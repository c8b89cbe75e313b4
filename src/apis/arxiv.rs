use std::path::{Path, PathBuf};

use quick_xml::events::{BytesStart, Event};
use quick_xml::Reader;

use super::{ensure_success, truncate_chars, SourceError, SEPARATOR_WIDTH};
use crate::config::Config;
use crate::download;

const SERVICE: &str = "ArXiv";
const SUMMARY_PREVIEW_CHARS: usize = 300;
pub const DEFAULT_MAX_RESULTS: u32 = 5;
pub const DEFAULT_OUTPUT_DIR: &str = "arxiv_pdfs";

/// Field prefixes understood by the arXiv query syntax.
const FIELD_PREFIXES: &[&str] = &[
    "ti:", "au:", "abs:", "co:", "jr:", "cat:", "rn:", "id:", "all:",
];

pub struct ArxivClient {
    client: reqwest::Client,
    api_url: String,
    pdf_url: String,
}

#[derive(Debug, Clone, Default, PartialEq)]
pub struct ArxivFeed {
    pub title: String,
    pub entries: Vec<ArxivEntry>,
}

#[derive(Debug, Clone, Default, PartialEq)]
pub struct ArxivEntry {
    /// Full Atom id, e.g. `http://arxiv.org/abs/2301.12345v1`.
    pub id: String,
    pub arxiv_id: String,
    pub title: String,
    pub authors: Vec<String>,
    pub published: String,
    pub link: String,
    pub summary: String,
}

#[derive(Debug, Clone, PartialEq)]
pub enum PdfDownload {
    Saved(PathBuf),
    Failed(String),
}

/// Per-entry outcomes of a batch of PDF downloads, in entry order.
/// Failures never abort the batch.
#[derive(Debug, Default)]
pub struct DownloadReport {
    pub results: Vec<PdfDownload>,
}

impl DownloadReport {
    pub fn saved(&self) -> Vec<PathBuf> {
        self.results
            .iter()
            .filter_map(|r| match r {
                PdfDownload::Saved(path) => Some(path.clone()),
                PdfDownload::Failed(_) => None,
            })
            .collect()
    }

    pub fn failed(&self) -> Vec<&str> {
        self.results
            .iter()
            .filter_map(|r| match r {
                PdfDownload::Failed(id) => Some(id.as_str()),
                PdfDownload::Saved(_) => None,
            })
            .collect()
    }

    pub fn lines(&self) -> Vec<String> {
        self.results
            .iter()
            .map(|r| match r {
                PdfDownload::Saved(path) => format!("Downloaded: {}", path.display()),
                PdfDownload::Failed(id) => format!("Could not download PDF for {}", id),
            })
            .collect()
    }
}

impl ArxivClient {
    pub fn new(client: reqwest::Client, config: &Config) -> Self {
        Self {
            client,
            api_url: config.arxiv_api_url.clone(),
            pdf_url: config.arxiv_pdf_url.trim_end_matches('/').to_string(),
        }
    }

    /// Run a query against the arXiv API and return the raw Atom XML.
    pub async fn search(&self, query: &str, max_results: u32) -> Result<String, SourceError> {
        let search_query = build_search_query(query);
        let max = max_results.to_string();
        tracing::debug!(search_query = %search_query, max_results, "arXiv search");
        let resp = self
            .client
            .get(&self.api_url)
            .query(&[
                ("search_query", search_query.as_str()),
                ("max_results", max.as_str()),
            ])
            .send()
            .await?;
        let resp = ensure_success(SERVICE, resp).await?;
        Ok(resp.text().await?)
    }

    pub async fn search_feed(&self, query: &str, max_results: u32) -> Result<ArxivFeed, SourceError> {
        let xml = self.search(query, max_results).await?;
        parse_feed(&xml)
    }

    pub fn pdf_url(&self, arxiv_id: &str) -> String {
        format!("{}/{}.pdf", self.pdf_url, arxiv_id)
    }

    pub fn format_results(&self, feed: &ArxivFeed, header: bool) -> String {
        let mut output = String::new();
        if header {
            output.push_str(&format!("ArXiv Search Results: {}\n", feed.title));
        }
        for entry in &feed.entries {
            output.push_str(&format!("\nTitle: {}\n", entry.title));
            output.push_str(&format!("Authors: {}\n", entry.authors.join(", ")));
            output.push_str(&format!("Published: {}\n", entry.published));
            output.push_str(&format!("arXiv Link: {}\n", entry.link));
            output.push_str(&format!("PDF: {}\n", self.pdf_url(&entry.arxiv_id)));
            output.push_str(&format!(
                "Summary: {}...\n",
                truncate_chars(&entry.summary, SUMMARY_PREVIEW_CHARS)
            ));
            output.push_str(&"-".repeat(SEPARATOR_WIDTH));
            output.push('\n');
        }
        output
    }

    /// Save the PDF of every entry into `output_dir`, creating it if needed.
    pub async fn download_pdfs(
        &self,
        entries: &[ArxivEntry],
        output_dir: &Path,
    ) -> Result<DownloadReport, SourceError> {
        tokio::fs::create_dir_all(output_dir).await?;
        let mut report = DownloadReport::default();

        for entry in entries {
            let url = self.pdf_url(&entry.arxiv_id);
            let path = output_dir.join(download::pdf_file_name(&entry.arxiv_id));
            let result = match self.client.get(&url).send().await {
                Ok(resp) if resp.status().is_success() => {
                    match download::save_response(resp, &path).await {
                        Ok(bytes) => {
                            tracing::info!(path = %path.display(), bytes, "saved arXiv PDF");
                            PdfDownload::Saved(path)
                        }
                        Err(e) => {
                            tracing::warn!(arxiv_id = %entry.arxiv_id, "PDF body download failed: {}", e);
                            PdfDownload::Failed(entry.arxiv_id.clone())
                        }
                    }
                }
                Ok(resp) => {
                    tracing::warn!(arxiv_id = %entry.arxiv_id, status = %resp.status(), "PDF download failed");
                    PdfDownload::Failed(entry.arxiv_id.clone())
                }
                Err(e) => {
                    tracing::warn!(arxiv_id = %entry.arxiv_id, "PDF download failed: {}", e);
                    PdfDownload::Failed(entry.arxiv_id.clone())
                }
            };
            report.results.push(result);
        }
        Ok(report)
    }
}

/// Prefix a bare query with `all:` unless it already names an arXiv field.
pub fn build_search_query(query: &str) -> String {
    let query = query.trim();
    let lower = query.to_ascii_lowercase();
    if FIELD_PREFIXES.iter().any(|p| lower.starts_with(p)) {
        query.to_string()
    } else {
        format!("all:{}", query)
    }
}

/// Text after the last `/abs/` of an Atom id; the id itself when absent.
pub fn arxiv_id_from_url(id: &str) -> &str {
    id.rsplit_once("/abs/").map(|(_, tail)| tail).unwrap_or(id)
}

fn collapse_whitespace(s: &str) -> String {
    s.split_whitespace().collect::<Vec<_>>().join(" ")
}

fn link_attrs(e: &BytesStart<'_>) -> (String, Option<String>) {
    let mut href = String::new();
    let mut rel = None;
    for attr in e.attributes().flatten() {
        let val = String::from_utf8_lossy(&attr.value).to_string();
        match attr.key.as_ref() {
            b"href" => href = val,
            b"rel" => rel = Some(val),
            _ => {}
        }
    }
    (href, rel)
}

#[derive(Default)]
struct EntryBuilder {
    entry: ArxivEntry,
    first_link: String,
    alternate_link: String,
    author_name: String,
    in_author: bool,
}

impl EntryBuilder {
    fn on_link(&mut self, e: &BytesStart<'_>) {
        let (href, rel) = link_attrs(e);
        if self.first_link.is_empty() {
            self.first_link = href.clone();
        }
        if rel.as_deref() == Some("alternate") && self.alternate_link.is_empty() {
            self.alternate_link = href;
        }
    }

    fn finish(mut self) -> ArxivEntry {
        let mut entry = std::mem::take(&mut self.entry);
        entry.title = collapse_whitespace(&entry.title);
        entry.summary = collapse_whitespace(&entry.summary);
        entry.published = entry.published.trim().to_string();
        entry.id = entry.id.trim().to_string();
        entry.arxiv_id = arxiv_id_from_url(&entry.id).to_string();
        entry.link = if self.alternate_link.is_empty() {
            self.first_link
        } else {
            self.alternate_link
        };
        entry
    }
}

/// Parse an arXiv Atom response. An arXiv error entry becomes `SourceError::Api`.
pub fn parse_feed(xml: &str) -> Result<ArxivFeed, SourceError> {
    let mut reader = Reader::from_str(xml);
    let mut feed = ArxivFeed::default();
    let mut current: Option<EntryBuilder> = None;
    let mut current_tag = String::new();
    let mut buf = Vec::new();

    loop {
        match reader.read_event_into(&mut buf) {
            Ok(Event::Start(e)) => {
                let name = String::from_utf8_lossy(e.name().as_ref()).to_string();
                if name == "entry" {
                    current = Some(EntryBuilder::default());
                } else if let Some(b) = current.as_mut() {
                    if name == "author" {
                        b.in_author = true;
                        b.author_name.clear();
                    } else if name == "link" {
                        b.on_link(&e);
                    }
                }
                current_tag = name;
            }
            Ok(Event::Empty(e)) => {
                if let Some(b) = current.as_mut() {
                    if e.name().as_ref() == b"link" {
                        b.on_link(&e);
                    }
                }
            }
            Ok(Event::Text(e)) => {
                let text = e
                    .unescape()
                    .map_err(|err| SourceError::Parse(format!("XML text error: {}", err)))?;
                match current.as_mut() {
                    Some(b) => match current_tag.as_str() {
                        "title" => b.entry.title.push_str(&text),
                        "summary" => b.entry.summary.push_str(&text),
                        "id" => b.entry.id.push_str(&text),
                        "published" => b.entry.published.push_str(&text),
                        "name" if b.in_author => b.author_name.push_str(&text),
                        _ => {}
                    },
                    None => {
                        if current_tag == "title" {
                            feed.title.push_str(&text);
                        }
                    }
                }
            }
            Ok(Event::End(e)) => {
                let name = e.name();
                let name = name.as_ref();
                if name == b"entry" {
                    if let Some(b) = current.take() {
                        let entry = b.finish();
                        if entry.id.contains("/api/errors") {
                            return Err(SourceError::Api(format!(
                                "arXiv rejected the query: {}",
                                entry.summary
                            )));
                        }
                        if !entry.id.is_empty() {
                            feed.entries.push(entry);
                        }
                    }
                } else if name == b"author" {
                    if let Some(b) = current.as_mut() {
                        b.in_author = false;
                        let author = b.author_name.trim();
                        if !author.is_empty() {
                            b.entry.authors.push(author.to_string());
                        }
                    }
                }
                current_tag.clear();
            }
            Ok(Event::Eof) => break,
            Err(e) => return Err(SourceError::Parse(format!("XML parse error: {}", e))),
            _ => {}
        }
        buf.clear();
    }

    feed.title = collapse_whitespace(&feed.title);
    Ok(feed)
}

--

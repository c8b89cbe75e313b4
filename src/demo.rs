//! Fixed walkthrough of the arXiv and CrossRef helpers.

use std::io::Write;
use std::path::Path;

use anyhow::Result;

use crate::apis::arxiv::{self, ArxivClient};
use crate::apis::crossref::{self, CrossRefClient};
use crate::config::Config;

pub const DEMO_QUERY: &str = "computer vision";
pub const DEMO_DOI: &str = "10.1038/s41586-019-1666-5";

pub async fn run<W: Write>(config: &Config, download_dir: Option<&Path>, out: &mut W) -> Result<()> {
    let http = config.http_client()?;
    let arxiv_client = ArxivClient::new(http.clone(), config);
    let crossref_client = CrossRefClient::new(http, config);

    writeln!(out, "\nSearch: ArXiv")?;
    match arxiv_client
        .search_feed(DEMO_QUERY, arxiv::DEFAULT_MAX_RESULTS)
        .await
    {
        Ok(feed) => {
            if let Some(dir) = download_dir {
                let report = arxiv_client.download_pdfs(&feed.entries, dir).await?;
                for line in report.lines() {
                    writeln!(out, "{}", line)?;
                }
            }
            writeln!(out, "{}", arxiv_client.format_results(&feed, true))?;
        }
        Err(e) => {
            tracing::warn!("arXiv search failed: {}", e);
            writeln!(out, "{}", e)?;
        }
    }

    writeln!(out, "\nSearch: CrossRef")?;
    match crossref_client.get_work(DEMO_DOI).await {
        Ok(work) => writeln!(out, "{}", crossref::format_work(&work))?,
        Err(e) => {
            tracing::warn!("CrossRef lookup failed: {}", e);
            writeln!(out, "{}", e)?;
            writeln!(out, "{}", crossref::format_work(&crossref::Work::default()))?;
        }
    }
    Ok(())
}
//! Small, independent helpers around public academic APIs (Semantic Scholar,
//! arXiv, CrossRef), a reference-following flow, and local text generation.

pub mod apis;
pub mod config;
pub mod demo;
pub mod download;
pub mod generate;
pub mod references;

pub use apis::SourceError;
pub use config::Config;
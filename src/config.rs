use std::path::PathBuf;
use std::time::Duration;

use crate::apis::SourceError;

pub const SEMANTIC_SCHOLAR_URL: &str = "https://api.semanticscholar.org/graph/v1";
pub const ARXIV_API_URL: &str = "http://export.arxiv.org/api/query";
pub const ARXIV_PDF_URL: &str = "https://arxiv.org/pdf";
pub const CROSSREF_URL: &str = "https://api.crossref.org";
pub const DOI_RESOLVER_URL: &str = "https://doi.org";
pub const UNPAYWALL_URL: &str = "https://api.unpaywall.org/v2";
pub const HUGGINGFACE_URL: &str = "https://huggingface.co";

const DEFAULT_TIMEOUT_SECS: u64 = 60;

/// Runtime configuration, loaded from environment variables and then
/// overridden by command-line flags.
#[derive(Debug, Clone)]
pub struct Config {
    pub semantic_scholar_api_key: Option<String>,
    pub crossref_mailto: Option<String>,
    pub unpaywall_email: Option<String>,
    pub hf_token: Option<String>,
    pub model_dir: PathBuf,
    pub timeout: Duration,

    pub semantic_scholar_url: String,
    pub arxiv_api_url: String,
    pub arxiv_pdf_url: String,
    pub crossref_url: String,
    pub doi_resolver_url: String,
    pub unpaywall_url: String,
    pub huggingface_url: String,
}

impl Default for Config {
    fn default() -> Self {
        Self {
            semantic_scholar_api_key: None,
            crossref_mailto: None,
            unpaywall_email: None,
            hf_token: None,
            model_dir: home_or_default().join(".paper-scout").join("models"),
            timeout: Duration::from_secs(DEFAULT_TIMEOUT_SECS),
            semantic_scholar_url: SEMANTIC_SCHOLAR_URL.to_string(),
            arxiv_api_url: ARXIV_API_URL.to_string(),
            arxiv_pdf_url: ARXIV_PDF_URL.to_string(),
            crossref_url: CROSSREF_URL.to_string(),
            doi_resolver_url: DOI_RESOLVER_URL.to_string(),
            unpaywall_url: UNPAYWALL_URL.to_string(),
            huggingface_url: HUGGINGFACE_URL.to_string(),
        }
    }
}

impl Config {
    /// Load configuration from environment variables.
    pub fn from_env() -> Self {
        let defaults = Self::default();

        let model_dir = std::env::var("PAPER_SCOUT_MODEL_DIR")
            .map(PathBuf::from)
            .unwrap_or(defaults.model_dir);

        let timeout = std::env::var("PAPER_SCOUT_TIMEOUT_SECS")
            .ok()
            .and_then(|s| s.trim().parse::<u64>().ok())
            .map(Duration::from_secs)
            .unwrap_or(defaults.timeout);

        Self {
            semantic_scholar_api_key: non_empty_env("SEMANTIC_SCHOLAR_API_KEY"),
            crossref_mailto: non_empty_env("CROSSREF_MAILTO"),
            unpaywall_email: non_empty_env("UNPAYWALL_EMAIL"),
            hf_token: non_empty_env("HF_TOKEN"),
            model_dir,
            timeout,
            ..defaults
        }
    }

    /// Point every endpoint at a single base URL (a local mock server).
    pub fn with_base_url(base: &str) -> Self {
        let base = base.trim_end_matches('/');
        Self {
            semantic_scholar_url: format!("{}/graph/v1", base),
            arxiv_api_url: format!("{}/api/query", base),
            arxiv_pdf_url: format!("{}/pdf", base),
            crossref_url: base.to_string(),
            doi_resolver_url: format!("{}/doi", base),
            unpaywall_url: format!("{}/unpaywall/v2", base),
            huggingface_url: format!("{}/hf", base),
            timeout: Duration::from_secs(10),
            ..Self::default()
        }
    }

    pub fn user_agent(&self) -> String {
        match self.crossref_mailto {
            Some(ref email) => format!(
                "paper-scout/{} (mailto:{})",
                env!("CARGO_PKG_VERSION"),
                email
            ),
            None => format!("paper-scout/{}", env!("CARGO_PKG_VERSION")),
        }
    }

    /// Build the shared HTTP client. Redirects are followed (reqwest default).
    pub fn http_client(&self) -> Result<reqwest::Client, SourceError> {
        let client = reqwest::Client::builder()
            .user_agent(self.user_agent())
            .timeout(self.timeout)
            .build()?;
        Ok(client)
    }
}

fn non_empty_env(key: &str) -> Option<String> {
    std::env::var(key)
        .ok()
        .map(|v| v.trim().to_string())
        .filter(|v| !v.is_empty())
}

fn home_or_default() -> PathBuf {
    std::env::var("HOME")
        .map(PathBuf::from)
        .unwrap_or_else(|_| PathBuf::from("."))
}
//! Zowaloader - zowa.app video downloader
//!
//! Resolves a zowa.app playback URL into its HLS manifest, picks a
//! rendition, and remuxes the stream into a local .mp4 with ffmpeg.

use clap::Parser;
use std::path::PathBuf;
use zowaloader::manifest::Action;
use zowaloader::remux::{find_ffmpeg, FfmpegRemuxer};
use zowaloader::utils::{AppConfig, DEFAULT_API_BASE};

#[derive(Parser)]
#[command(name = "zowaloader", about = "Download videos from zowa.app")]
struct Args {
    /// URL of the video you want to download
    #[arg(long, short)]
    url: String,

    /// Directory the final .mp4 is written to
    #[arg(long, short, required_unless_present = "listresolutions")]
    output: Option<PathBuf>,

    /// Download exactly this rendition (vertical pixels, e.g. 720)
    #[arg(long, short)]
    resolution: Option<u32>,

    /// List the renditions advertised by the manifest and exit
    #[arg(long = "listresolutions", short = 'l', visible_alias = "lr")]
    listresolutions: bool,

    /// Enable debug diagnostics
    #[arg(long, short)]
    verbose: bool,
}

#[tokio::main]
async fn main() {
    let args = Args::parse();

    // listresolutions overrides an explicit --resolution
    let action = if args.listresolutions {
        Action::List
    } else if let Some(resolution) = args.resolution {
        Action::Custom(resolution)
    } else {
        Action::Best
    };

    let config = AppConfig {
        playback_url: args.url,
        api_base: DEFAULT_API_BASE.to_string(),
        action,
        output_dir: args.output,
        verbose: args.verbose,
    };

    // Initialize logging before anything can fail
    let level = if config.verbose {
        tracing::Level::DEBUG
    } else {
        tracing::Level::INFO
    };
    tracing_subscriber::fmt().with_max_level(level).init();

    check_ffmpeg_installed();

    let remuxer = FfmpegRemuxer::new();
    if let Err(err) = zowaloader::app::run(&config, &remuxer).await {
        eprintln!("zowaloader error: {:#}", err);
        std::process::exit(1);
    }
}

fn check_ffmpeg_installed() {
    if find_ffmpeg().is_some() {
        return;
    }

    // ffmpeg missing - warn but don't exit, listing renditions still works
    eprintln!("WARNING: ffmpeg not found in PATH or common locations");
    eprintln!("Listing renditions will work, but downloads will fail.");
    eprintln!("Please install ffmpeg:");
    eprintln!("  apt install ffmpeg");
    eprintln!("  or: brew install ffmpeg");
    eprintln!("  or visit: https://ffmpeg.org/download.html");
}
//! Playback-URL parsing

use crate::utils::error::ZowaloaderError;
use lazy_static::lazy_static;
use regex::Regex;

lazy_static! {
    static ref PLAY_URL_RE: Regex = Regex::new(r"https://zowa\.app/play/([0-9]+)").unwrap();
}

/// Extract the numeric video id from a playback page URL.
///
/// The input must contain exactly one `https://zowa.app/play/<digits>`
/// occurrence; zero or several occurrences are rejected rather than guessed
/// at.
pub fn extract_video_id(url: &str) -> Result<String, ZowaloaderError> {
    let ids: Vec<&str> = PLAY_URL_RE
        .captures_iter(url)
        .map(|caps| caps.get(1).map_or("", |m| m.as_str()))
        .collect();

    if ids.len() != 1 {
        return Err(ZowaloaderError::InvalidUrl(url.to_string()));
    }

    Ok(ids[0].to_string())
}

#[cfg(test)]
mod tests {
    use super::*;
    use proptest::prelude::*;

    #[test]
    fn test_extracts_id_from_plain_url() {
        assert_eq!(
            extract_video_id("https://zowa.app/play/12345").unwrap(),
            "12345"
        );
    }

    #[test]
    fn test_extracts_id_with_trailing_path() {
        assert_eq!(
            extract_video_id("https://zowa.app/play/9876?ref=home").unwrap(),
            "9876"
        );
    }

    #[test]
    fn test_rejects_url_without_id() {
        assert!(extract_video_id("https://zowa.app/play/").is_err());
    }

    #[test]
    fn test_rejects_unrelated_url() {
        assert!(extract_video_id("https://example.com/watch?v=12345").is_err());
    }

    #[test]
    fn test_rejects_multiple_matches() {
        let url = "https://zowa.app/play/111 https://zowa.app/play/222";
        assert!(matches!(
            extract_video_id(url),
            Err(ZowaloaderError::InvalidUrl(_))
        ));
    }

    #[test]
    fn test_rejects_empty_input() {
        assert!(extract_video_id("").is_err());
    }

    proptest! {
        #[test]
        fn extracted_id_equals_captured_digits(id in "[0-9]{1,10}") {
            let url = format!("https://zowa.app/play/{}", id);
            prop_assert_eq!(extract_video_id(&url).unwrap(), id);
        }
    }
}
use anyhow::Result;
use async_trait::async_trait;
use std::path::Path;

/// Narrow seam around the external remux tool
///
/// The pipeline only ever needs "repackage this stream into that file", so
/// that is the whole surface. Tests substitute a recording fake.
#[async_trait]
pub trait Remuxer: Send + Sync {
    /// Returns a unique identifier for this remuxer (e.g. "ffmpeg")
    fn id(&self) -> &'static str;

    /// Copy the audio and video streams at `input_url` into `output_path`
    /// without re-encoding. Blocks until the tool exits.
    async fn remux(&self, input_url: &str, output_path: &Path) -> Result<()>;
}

• _ABOUT THIS EXERCISE_:
Every line containing the word "Option" must be copied from the material above.

• _EXERCISE RESULT_:
fn link_attrs(e: &BytesStart<'_>) -> (String, Option<String>) {
    let mut current: Option<EntryBuilder> = None;
pub async fn run<W: Write>(config: &Config, download_dir: Option<&Path>, out: &mut W) -> Result<()> {
    pub semantic_scholar_api_key: Option<String>,
    pub crossref_mailto: Option<String>,
    pub unpaywall_email: Option<String>,
    pub hf_token: Option<String>,
fn non_empty_env(key: &str) -> Option<String> {
    output: Option<PathBuf>,
    resolution: Option<u32>,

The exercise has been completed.